Determine the number of lines in the listing below in which the word "circle" is present, and state it without comment.

● **Information**:
--------------------

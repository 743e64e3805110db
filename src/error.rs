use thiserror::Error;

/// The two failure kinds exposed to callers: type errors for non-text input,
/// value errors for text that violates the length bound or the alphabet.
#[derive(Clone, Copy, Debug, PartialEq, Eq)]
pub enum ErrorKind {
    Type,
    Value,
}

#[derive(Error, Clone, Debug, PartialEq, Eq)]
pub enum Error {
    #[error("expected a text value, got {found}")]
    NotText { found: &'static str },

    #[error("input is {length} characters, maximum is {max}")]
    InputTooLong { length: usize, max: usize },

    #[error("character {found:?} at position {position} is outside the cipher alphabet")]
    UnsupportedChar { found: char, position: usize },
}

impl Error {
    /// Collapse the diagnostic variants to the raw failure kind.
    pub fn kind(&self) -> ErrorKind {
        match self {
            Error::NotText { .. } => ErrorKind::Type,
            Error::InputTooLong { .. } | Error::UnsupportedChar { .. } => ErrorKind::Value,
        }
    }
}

--------------------

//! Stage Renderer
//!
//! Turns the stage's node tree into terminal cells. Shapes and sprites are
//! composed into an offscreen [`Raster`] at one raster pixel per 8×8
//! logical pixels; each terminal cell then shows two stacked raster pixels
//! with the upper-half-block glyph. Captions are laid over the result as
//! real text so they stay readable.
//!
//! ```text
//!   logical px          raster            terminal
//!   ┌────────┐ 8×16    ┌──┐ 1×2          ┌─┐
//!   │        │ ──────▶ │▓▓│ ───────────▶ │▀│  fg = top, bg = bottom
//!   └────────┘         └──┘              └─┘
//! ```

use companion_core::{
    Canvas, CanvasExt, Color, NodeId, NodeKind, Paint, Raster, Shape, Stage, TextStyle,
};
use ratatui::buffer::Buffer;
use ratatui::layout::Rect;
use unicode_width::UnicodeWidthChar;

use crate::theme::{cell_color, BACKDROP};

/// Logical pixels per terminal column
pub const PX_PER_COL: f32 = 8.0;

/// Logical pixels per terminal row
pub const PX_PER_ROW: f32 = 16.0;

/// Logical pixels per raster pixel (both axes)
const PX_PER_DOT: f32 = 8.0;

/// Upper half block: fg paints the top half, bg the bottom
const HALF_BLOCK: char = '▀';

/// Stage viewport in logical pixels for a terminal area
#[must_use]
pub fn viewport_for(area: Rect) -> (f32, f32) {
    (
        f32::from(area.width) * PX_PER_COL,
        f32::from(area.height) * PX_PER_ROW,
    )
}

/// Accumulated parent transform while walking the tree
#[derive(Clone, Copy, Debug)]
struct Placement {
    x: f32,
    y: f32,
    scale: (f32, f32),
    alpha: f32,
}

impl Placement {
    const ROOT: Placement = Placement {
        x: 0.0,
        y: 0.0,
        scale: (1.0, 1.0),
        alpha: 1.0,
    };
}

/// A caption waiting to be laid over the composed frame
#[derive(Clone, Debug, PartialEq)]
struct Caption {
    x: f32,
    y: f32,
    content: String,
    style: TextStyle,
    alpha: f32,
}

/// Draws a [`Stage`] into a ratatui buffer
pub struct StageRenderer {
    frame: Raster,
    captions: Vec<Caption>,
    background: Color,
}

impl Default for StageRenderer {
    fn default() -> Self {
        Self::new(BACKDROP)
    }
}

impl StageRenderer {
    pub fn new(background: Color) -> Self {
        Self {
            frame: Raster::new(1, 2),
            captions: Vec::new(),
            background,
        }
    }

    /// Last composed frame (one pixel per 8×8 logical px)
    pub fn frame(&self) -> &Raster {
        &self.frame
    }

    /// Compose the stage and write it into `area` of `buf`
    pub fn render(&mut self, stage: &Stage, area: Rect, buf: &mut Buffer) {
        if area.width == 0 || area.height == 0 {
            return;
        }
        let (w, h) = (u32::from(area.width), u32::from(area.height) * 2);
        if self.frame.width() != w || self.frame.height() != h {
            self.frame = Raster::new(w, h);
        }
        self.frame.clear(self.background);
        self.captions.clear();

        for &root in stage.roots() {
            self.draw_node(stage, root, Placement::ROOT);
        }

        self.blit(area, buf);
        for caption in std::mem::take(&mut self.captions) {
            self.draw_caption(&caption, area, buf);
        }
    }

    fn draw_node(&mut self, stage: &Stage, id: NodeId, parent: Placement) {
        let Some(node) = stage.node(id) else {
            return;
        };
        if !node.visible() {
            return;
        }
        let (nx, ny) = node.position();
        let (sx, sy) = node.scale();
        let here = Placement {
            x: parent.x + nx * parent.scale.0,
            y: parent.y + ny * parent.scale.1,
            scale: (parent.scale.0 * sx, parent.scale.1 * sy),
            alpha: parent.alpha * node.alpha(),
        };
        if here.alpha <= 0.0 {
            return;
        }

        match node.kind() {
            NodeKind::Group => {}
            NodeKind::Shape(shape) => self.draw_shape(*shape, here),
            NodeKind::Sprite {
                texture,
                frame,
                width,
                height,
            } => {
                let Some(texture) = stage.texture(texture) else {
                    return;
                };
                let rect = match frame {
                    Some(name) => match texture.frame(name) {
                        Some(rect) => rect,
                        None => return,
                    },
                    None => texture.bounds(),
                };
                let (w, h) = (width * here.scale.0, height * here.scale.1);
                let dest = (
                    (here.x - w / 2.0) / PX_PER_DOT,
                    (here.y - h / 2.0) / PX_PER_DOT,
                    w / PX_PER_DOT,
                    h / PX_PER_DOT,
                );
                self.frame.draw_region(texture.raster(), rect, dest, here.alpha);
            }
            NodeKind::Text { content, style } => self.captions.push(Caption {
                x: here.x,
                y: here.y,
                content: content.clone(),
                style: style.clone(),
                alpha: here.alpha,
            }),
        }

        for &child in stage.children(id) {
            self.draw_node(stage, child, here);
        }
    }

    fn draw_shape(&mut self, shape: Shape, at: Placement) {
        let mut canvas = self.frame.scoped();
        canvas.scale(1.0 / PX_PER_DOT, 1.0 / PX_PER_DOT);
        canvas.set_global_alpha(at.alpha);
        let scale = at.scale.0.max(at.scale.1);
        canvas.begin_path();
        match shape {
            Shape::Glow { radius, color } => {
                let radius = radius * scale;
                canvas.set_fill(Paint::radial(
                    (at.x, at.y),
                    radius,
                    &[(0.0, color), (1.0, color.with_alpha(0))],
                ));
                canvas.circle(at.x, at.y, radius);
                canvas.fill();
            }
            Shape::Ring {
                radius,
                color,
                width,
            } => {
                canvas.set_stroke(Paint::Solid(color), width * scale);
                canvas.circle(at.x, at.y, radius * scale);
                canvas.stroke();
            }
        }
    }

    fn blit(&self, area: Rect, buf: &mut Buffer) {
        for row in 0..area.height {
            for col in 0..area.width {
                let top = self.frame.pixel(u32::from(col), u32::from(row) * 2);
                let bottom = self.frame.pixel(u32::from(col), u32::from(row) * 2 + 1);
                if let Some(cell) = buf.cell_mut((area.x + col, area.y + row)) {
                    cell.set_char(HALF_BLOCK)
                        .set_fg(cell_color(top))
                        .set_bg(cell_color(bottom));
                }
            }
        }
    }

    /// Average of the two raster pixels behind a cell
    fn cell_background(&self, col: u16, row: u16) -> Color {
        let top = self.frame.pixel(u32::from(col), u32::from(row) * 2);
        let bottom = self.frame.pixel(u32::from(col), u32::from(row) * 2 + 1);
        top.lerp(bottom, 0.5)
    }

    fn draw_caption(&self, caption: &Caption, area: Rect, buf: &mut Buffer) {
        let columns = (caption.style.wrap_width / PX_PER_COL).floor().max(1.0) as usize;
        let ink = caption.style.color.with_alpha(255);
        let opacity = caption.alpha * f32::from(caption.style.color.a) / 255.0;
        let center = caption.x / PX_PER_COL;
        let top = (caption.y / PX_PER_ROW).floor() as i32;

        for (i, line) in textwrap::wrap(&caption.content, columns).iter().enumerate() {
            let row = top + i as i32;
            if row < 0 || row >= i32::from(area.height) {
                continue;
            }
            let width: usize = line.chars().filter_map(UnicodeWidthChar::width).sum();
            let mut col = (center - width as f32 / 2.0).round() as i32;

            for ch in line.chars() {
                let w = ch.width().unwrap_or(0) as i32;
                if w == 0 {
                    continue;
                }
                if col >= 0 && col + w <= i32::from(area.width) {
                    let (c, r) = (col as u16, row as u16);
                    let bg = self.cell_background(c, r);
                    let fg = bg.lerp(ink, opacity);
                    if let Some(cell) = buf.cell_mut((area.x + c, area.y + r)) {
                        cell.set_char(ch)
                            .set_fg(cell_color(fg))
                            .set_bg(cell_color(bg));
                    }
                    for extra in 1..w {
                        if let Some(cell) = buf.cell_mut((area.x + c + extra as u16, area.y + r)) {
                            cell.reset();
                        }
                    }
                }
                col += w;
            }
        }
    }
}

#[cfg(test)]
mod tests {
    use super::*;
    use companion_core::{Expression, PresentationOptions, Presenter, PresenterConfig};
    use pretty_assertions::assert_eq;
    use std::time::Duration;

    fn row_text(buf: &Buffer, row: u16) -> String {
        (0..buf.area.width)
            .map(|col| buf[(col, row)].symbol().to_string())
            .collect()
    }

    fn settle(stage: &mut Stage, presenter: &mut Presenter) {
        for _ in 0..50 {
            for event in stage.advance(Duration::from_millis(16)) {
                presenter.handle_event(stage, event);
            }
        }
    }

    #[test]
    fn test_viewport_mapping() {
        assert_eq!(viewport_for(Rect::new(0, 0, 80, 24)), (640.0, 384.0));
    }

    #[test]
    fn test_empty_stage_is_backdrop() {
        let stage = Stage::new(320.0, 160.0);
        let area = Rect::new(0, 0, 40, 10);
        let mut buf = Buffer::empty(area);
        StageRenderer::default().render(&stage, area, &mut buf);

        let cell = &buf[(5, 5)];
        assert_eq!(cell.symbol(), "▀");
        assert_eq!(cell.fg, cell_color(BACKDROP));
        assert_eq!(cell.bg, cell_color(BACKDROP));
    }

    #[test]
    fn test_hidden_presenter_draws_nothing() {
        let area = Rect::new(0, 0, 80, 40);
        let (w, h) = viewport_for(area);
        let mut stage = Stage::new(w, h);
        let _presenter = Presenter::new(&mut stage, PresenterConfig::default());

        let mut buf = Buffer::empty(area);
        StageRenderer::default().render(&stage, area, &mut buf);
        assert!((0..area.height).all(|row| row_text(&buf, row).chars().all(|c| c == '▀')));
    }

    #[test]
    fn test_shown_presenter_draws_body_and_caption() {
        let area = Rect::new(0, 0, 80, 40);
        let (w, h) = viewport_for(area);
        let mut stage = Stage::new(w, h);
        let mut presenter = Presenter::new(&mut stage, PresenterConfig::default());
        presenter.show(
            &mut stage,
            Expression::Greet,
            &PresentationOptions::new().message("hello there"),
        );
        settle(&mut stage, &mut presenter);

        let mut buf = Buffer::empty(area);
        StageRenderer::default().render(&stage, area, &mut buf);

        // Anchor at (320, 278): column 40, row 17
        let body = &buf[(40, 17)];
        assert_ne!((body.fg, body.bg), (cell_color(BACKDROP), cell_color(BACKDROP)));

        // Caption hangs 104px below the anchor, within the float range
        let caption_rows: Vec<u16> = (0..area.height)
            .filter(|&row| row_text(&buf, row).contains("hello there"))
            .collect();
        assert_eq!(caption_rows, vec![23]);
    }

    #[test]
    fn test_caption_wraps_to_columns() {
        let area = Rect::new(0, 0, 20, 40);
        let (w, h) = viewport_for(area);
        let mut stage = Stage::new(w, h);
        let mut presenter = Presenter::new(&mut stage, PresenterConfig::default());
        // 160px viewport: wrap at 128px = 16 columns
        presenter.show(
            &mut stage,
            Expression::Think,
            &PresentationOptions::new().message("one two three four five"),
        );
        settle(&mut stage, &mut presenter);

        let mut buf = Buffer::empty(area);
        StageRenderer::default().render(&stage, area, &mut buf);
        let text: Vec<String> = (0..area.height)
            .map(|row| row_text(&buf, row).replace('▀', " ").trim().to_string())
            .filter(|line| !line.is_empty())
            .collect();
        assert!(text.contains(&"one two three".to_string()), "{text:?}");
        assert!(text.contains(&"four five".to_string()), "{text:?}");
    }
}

--------------------

● **Solution for this problem**: 2